The full set of records must be set down verbatim.
****
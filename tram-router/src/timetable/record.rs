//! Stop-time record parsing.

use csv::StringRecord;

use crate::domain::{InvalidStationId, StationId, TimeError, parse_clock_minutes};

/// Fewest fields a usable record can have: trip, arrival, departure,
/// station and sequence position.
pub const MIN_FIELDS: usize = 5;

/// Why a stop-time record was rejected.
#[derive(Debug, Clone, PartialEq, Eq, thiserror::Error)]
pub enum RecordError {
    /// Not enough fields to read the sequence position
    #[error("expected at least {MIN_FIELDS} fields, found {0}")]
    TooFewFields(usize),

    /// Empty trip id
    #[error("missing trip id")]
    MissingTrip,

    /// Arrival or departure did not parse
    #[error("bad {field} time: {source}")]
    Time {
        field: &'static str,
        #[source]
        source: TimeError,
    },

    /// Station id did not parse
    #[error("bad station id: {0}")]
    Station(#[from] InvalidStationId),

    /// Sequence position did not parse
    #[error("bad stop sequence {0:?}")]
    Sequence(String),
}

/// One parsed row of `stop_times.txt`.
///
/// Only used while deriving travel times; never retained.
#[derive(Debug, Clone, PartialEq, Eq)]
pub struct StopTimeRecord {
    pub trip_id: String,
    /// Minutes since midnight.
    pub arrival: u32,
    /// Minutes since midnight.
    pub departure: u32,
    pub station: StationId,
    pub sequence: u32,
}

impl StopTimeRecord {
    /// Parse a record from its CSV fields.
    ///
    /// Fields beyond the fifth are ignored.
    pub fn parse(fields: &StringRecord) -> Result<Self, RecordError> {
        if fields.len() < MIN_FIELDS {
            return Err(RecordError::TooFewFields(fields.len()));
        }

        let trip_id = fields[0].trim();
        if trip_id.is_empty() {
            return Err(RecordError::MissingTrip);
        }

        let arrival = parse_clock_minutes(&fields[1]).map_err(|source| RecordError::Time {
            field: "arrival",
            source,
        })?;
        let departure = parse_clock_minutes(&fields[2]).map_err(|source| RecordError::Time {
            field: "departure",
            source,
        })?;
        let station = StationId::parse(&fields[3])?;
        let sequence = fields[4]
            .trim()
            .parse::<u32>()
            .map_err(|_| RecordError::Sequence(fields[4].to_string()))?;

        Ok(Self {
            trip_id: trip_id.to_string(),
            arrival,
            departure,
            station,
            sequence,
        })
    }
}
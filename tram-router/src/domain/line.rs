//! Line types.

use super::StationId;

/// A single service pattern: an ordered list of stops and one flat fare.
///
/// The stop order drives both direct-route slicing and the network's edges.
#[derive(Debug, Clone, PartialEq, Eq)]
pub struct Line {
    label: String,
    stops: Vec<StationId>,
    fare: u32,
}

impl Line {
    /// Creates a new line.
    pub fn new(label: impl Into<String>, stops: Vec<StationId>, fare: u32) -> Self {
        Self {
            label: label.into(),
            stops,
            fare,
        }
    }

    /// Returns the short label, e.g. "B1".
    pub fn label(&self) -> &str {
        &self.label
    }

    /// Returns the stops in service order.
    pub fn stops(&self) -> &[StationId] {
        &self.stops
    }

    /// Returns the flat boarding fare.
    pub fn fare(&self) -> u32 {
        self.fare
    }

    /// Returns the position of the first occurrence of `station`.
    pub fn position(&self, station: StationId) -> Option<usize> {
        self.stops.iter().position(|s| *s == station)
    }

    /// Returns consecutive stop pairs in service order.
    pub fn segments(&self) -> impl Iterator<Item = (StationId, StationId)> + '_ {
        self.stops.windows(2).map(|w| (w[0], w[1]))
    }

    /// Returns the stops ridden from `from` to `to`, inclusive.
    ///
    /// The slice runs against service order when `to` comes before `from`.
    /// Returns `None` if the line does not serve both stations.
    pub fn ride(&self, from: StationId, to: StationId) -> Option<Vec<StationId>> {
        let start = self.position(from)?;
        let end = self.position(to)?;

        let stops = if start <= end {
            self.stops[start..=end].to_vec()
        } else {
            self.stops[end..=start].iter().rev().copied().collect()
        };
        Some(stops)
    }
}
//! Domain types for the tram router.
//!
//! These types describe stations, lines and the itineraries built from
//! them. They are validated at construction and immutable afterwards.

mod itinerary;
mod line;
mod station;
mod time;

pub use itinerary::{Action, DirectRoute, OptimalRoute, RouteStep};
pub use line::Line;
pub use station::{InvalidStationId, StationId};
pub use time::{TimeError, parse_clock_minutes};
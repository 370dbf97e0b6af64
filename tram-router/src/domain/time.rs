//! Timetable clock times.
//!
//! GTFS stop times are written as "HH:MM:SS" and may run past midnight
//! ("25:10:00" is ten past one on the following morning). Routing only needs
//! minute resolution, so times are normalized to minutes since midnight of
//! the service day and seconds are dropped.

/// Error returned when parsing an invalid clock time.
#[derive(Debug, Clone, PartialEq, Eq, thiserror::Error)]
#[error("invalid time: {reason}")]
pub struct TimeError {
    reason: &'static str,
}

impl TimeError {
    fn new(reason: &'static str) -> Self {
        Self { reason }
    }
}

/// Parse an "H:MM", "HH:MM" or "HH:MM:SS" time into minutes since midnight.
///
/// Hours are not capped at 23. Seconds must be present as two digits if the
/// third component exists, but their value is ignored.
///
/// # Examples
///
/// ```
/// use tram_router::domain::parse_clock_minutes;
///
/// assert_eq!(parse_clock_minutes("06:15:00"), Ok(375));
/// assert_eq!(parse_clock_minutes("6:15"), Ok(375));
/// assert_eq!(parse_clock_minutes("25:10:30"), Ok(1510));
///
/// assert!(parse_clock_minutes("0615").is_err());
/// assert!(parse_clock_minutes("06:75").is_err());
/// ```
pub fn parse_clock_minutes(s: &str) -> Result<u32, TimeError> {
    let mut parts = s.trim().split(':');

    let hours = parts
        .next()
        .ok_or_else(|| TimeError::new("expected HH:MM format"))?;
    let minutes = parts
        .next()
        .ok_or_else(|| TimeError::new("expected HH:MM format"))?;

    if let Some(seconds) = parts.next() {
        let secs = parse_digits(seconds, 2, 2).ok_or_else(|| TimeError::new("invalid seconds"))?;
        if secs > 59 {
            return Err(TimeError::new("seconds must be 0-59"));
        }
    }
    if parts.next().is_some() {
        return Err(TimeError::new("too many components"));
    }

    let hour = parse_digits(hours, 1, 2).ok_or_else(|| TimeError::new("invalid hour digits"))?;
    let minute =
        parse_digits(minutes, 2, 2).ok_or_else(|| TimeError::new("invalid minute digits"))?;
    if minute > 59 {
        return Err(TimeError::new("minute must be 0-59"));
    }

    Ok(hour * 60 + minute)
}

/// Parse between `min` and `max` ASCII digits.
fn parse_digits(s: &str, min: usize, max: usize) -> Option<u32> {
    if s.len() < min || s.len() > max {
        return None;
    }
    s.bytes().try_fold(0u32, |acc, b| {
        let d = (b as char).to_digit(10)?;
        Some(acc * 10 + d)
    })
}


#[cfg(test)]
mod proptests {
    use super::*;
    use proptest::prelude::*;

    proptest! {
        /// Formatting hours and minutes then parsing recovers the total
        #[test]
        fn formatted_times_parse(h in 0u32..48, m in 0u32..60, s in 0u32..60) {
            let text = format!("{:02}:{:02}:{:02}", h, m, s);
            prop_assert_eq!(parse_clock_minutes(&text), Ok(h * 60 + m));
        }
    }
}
****
» Answer to the exercise:
filename tram-router/src/timetable/record.rs
//! Stop-time record parsing.

use csv::StringRecord;

use crate::domain::{InvalidStationId, StationId, TimeError, parse_clock_minutes};

/// Fewest fields a usable record can have: trip, arrival, departure,
/// station and sequence position.
pub const MIN_FIELDS: usize = 5;

/// Why a stop-time record was rejected.
#[derive(Debug, Clone, PartialEq, Eq, thiserror::Error)]
pub enum RecordError {
    /// Not enough fields to read the sequence position
    #[error("expected at least {MIN_FIELDS} fields, found {0}")]
    TooFewFields(usize),

    /// Empty trip id
    #[error("missing trip id")]
    MissingTrip,

    /// Arrival or departure did not parse
    #[error("bad {field} time: {source}")]
    Time {
        field: &'static str,
        #[source]
        source: TimeError,
    },

    /// Station id did not parse
    #[error("bad station id: {0}")]
    Station(#[from] InvalidStationId),

    /// Sequence position did not parse
    #[error("bad stop sequence {0:?}")]
    Sequence(String),
}

/// One parsed row of `stop_times.txt`.
///
/// Only used while deriving travel times; never retained.
#[derive(Debug, Clone, PartialEq, Eq)]
pub struct StopTimeRecord {
    pub trip_id: String,
    /// Minutes since midnight.
    pub arrival: u32,
    /// Minutes since midnight.
    pub departure: u32,
    pub station: StationId,
    pub sequence: u32,
}

impl StopTimeRecord {
    /// Parse a record from its CSV fields.
    ///
    /// Fields beyond the fifth are ignored.
    pub fn parse(fields: &StringRecord) -> Result<Self, RecordError> {
        if fields.len() < MIN_FIELDS {
            return Err(RecordError::TooFewFields(fields.len()));
        }

        let trip_id = fields[0].trim();
        if trip_id.is_empty() {
            return Err(RecordError::MissingTrip);
        }

        let arrival = parse_clock_minutes(&fields[1]).map_err(|source| RecordError::Time {
            field: "arrival",
            source,
        })?;
        let departure = parse_clock_minutes(&fields[2]).map_err(|source| RecordError::Time {
            field: "departure",
            source,
        })?;
        let station = StationId::parse(&fields[3])?;
        let sequence = fields[4]
            .trim()
            .parse::<u32>()
            .map_err(|_| RecordError::Sequence(fields[4].to_string()))?;

        Ok(Self {
            trip_id: trip_id.to_string(),
            arrival,
            departure,
            station,
            sequence,
        })
    }
}
filename tram-router/src/domain/line.rs
//! Line types.

use super::StationId;

/// A single service pattern: an ordered list of stops and one flat fare.
///
/// The stop order drives both direct-route slicing and the network's edges.
#[derive(Debug, Clone, PartialEq, Eq)]
pub struct Line {
    label: String,
    stops: Vec<StationId>,
    fare: u32,
}

impl Line {
    /// Creates a new line.
    pub fn new(label: impl Into<String>, stops: Vec<StationId>, fare: u32) -> Self {
        Self {
            label: label.into(),
            stops,
            fare,
        }
    }

    /// Returns the short label, e.g. "B1".
    pub fn label(&self) -> &str {
        &self.label
    }

    /// Returns the stops in service order.
    pub fn stops(&self) -> &[StationId] {
        &self.stops
    }

    /// Returns the flat boarding fare.
    pub fn fare(&self) -> u32 {
        self.fare
    }

    /// Returns the position of the first occurrence of `station`.
    pub fn position(&self, station: StationId) -> Option<usize> {
        self.stops.iter().position(|s| *s == station)
    }

    /// Returns consecutive stop pairs in service order.
    pub fn segments(&self) -> impl Iterator<Item = (StationId, StationId)> + '_ {
        self.stops.windows(2).map(|w| (w[0], w[1]))
    }

    /// Returns the stops ridden from `from` to `to`, inclusive.
    ///
    /// The slice runs against service order when `to` comes before `from`.
    /// Returns `None` if the line does not serve both stations.
    pub fn ride(&self, from: StationId, to: StationId) -> Option<Vec<StationId>> {
        let start = self.position(from)?;
        let end = self.position(to)?;

        let stops = if start <= end {
            self.stops[start..=end].to_vec()
        } else {
            self.stops[end..=start].iter().rev().copied().collect()
        };
        Some(stops)
    }
}
//! Domain types for the tram router.
//!
//! These types describe stations, lines and the itineraries built from
//! them. They are validated at construction and immutable afterwards.

mod itinerary;
mod line;
mod station;
mod time;

pub use itinerary::{Action, DirectRoute, OptimalRoute, RouteStep};
pub use line::Line;
pub use station::{InvalidStationId, StationId};
pub use time::{TimeError, parse_clock_minutes};
repository 370dbf97e0b6af64
filename tram-router/src/domain/time.rs
//! Timetable clock times.
//!
//! GTFS stop times are written as "HH:MM:SS" and may run past midnight
//! ("25:10:00" is ten past one on the following morning). Routing only needs
//! minute resolution, so times are normalized to minutes since midnight of
//! the service day and seconds are dropped.

/// Error returned when parsing an invalid clock time.
#[derive(Debug, Clone, PartialEq, Eq, thiserror::Error)]
#[error("invalid time: {reason}")]
pub struct TimeError {
    reason: &'static str,
}

impl TimeError {
    fn new(reason: &'static str) -> Self {
        Self { reason }
    }
}

/// Parse an "H:MM", "HH:MM" or "HH:MM:SS" time into minutes since midnight.
///
/// Hours are not capped at 23. Seconds must be present as two digits if the
/// third component exists, but their value is ignored.
///
/// # Examples
///
/// ```
/// use tram_router::domain::parse_clock_minutes;
///
/// assert_eq!(parse_clock_minutes("06:15:00"), Ok(375));
/// assert_eq!(parse_clock_minutes("6:15"), Ok(375));
/// assert_eq!(parse_clock_minutes("25:10:30"), Ok(1510));
///
/// assert!(parse_clock_minutes("0615").is_err());
/// assert!(parse_clock_minutes("06:75").is_err());
/// ```
pub fn parse_clock_minutes(s: &str) -> Result<u32, TimeError> {
    let mut parts = s.trim().split(':');

    let hours = parts
        .next()
        .ok_or_else(|| TimeError::new("expected HH:MM format"))?;
    let minutes = parts
        .next()
        .ok_or_else(|| TimeError::new("expected HH:MM format"))?;

    if let Some(seconds) = parts.next() {
        let secs = parse_digits(seconds, 2, 2).ok_or_else(|| TimeError::new("invalid seconds"))?;
        if secs > 59 {
            return Err(TimeError::new("seconds must be 0-59"));
        }
    }
    if parts.next().is_some() {
        return Err(TimeError::new("too many components"));
    }

    let hour = parse_digits(hours, 1, 2).ok_or_else(|| TimeError::new("invalid hour digits"))?;
    let minute =
        parse_digits(minutes, 2, 2).ok_or_else(|| TimeError::new("invalid minute digits"))?;
    if minute > 59 {
        return Err(TimeError::new("minute must be 0-59"));
    }

    Ok(hour * 60 + minute)
}

/// Parse between `min` and `max` ASCII digits.
fn parse_digits(s: &str, min: usize, max: usize) -> Option<u32> {
    if s.len() < min || s.len() > max {
        return None;
    }
    s.bytes().try_fold(0u32, |acc, b| {
        let d = (b as char).to_digit(10)?;
        Some(acc * 10 + d)
    })
}


#[cfg(test)]
mod proptests {
    use super::*;
    use proptest::prelude::*;

    proptest! {
        /// Formatting hours and minutes then parsing recovers the total
        #[test]
        fn formatted_times_parse(h in 0u32..48, m in 0u32..60, s in 0u32..60) {
            let text = format!("{:02}:{:02}:{:02}", h, m, s);
            prop_assert_eq!(parse_clock_minutes(&text), Ok(h * 60 + m));
        }
    }
}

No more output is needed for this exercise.